TASK INSTRUCTIONS >>
Please reproduce the listing in full, exactly as given.

Top of DATA SUPPLIED

/// Property-based tests using proptest
/// Tests invariants of the investability score that should hold for all profiles
use founder_onboarding_api::scoring::{
    format_currency, revenue_contribution, score_profile, ProfileSnapshot, ACCOUNTS_POINTS,
    DOCUMENTS_POINTS, DOCUMENT_THRESHOLD, IDENTITY_POINTS, REVENUE_POINTS_CAP,
};
use founder_onboarding_api::validation::{sanitize_file_name, MAX_FILE_NAME_BYTES};
use proptest::prelude::*;

fn snapshot(kyc: bool, linked: bool, docs: u64, revenue: f64) -> ProfileSnapshot {
    ProfileSnapshot::new(kyc, linked, docs, revenue).unwrap()
}

fn whole_dollars() -> impl Strategy<Value = f64> {
    (0u64..=50_000_000u64).prop_map(|r| r as f64)
}

// Property: the score is bounded and always explained by four reasons
proptest! {
    #[test]
    fn score_is_bounded(
        kyc in proptest::bool::ANY,
        linked in proptest::bool::ANY,
        docs in 0u64..1_000,
        revenue in 0.0f64..1e12,
    ) {
        let report = score_profile(&snapshot(kyc, linked, docs, revenue));
        prop_assert!(report.score <= 100);
        prop_assert_eq!(report.reasons.len(), 4);
    }

    #[test]
    fn revenue_contribution_never_exceeds_cap(revenue in 0.0f64..1e15) {
        let contribution = revenue_contribution(revenue);
        prop_assert!(contribution >= 0.0);
        prop_assert!(contribution <= REVENUE_POINTS_CAP);
    }

    #[test]
    fn negative_revenue_is_rejected(revenue in -1e12f64..-0.01) {
        prop_assert!(ProfileSnapshot::new(false, false, 0, revenue).is_err());
    }
}

// Property: improving any single input never lowers the score
proptest! {
    #[test]
    fn verifying_identity_never_lowers_score(
        linked in proptest::bool::ANY,
        docs in 0u64..10,
        revenue in whole_dollars(),
    ) {
        let before = score_profile(&snapshot(false, linked, docs, revenue)).score;
        let after = score_profile(&snapshot(true, linked, docs, revenue)).score;
        prop_assert_eq!(after, before + IDENTITY_POINTS);
    }

    #[test]
    fn linking_accounts_never_lowers_score(
        kyc in proptest::bool::ANY,
        docs in 0u64..10,
        revenue in whole_dollars(),
    ) {
        let before = score_profile(&snapshot(kyc, false, docs, revenue)).score;
        let after = score_profile(&snapshot(kyc, true, docs, revenue)).score;
        prop_assert_eq!(after, before + ACCOUNTS_POINTS);
    }

    #[test]
    fn more_documents_never_lower_score(
        kyc in proptest::bool::ANY,
        linked in proptest::bool::ANY,
        docs in 0u64..10,
        extra in 1u64..10,
        revenue in whole_dollars(),
    ) {
        let before = score_profile(&snapshot(kyc, linked, docs, revenue)).score;
        let after = score_profile(&snapshot(kyc, linked, docs + extra, revenue)).score;
        prop_assert!(after >= before);
        if docs < DOCUMENT_THRESHOLD && docs + extra >= DOCUMENT_THRESHOLD {
            prop_assert_eq!(after, before + DOCUMENTS_POINTS);
        }
    }

    #[test]
    fn more_revenue_never_lowers_score(
        kyc in proptest::bool::ANY,
        linked in proptest::bool::ANY,
        docs in 0u64..10,
        revenue in whole_dollars(),
        extra in 0u64..5_000_000,
    ) {
        let before = score_profile(&snapshot(kyc, linked, docs, revenue)).score;
        let after = score_profile(&snapshot(kyc, linked, docs, revenue + extra as f64)).score;
        prop_assert!(after >= before);
    }
}

// Property: the revenue reason shows exactly the points the score received
proptest! {
    #[test]
    fn displayed_revenue_points_match_score(
        kyc in proptest::bool::ANY,
        linked in proptest::bool::ANY,
        docs in 0u64..10,
        revenue in whole_dollars(),
    ) {
        let report = score_profile(&snapshot(kyc, linked, docs, revenue));

        let fixed = if kyc { IDENTITY_POINTS } else { 0 }
            + if linked { ACCOUNTS_POINTS } else { 0 }
            + if docs >= DOCUMENT_THRESHOLD { DOCUMENTS_POINTS } else { 0 };
        let displayed = revenue_contribution(revenue).round() as u32;

        prop_assert_eq!(report.score, fixed + displayed);
        prop_assert_eq!(
            &report.reasons[3],
            &format!(
                "Revenue performance: ${} (Score: {}/25)",
                format_currency(revenue),
                displayed
            )
        );
    }

    #[test]
    fn missing_documents_reason_counts_down(docs in 0u64..DOCUMENT_THRESHOLD) {
        let report = score_profile(&snapshot(false, false, docs, 0.0));
        let missing = DOCUMENT_THRESHOLD - docs;
        let prefix = format!("Upload {} more document", missing);
        prop_assert!(report.reasons[2].starts_with(&prefix));
    }

    #[test]
    fn currency_formatting_keeps_digits(dollars in 0u64..10_000_000_000u64) {
        let formatted = format_currency(dollars as f64);
        let digits: String = formatted.chars().filter(|c| *c != ',').collect();
        prop_assert_eq!(digits, dollars.to_string());
    }
}

// Property: sanitized file names never carry directory components
proptest! {
    #[test]
    fn sanitize_file_name_never_panics(name in "\\PC*") {
        let _ = sanitize_file_name(&name);
    }

    #[test]
    fn sanitized_names_are_plain_components(
        dirs in proptest::collection::vec("[a-z.]{1,8}", 0..4),
        base in "[a-zA-Z0-9_-]{1,40}\\.pdf",
        windows in proptest::bool::ANY,
    ) {
        let sep = if windows { "\\" } else { "/" };
        let mut raw = dirs.join(sep);
        if !raw.is_empty() {
            raw.push_str(sep);
        }
        raw.push_str(&base);

        let cleaned = sanitize_file_name(&raw).unwrap();
        prop_assert_eq!(&cleaned, &base);
        prop_assert!(!cleaned.contains('/') && !cleaned.contains('\\'));
        prop_assert!(cleaned.len() <= MAX_FILE_NAME_BYTES);
    }
}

Bottom of DATA SUPPLIED

TASK RESPONSE >>
/// Property-based tests using proptest
/// Tests invariants of the investability score that should hold for all profiles
use founder_onboarding_api::scoring::{
    format_currency, revenue_contribution, score_profile, ProfileSnapshot, ACCOUNTS_POINTS,
    DOCUMENTS_POINTS, DOCUMENT_THRESHOLD, IDENTITY_POINTS, REVENUE_POINTS_CAP,
};
use founder_onboarding_api::validation::{sanitize_file_name, MAX_FILE_NAME_BYTES};
use proptest::prelude::*;

fn snapshot(kyc: bool, linked: bool, docs: u64, revenue: f64) -> ProfileSnapshot {
    ProfileSnapshot::new(kyc, linked, docs, revenue).unwrap()
}

fn whole_dollars() -> impl Strategy<Value = f64> {
    (0u64..=50_000_000u64).prop_map(|r| r as f64)
}

// Property: the score is bounded and always explained by four reasons
proptest! {
    #[test]
    fn score_is_bounded(
        kyc in proptest::bool::ANY,
        linked in proptest::bool::ANY,
        docs in 0u64..1_000,
        revenue in 0.0f64..1e12,
    ) {
        let report = score_profile(&snapshot(kyc, linked, docs, revenue));
        prop_assert!(report.score <= 100);
        prop_assert_eq!(report.reasons.len(), 4);
    }

    #[test]
    fn revenue_contribution_never_exceeds_cap(revenue in 0.0f64..1e15) {
        let contribution = revenue_contribution(revenue);
        prop_assert!(contribution >= 0.0);
        prop_assert!(contribution <= REVENUE_POINTS_CAP);
    }

    #[test]
    fn negative_revenue_is_rejected(revenue in -1e12f64..-0.01) {
        prop_assert!(ProfileSnapshot::new(false, false, 0, revenue).is_err());
    }
}

// Property: improving any single input never lowers the score
proptest! {
    #[test]
    fn verifying_identity_never_lowers_score(
        linked in proptest::bool::ANY,
        docs in 0u64..10,
        revenue in whole_dollars(),
    ) {
        let before = score_profile(&snapshot(false, linked, docs, revenue)).score;
        let after = score_profile(&snapshot(true, linked, docs, revenue)).score;
        prop_assert_eq!(after, before + IDENTITY_POINTS);
    }

    #[test]
    fn linking_accounts_never_lowers_score(
        kyc in proptest::bool::ANY,
        docs in 0u64..10,
        revenue in whole_dollars(),
    ) {
        let before = score_profile(&snapshot(kyc, false, docs, revenue)).score;
        let after = score_profile(&snapshot(kyc, true, docs, revenue)).score;
        prop_assert_eq!(after, before + ACCOUNTS_POINTS);
    }

    #[test]
    fn more_documents_never_lower_score(
        kyc in proptest::bool::ANY,
        linked in proptest::bool::ANY,
        docs in 0u64..10,
        extra in 1u64..10,
        revenue in whole_dollars(),
    ) {
        let before = score_profile(&snapshot(kyc, linked, docs, revenue)).score;
        let after = score_profile(&snapshot(kyc, linked, docs + extra, revenue)).score;
        prop_assert!(after >= before);
        if docs < DOCUMENT_THRESHOLD && docs + extra >= DOCUMENT_THRESHOLD {
            prop_assert_eq!(after, before + DOCUMENTS_POINTS);
        }
    }

    #[test]
    fn more_revenue_never_lowers_score(
        kyc in proptest::bool::ANY,
        linked in proptest::bool::ANY,
        docs in 0u64..10,
        revenue in whole_dollars(),
        extra in 0u64..5_000_000,
    ) {
        let before = score_profile(&snapshot(kyc, linked, docs, revenue)).score;
        let after = score_profile(&snapshot(kyc, linked, docs, revenue + extra as f64)).score;
        prop_assert!(after >= before);
    }
}

// Property: the revenue reason shows exactly the points the score received
proptest! {
    #[test]
    fn displayed_revenue_points_match_score(
        kyc in proptest::bool::ANY,
        linked in proptest::bool::ANY,
        docs in 0u64..10,
        revenue in whole_dollars(),
    ) {
        let report = score_profile(&snapshot(kyc, linked, docs, revenue));

        let fixed = if kyc { IDENTITY_POINTS } else { 0 }
            + if linked { ACCOUNTS_POINTS } else { 0 }
            + if docs >= DOCUMENT_THRESHOLD { DOCUMENTS_POINTS } else { 0 };
        let displayed = revenue_contribution(revenue).round() as u32;

        prop_assert_eq!(report.score, fixed + displayed);
        prop_assert_eq!(
            &report.reasons[3],
            &format!(
                "Revenue performance: ${} (Score: {}/25)",
                format_currency(revenue),
                displayed
            )
        );
    }

    #[test]
    fn missing_documents_reason_counts_down(docs in 0u64..DOCUMENT_THRESHOLD) {
        let report = score_profile(&snapshot(false, false, docs, 0.0));
        let missing = DOCUMENT_THRESHOLD - docs;
        let prefix = format!("Upload {} more document", missing);
        prop_assert!(report.reasons[2].starts_with(&prefix));
    }

    #[test]
    fn currency_formatting_keeps_digits(dollars in 0u64..10_000_000_000u64) {
        let formatted = format_currency(dollars as f64);
        let digits: String = formatted.chars().filter(|c| *c != ',').collect();
        prop_assert_eq!(digits, dollars.to_string());
    }
}

// Property: sanitized file names never carry directory components
proptest! {
    #[test]
    fn sanitize_file_name_never_panics(name in "\\PC*") {
        let _ = sanitize_file_name(&name);
    }

    #[test]
    fn sanitized_names_are_plain_components(
        dirs in proptest::collection::vec("[a-z.]{1,8}", 0..4),
        base in "[a-zA-Z0-9_-]{1,40}\\.pdf",
        windows in proptest::bool::ANY,
    ) {
        let sep = if windows { "\\" } else { "/" };
        let mut raw = dirs.join(sep);
        if !raw.is_empty() {
            raw.push_str(sep);
        }
        raw.push_str(&base);

        let cleaned = sanitize_file_name(&raw).unwrap();
        prop_assert_eq!(&cleaned, &base);
        prop_assert!(!cleaned.contains('/') && !cleaned.contains('\\'));
        prop_assert!(cleaned.len() <= MAX_FILE_NAME_BYTES);
    }
}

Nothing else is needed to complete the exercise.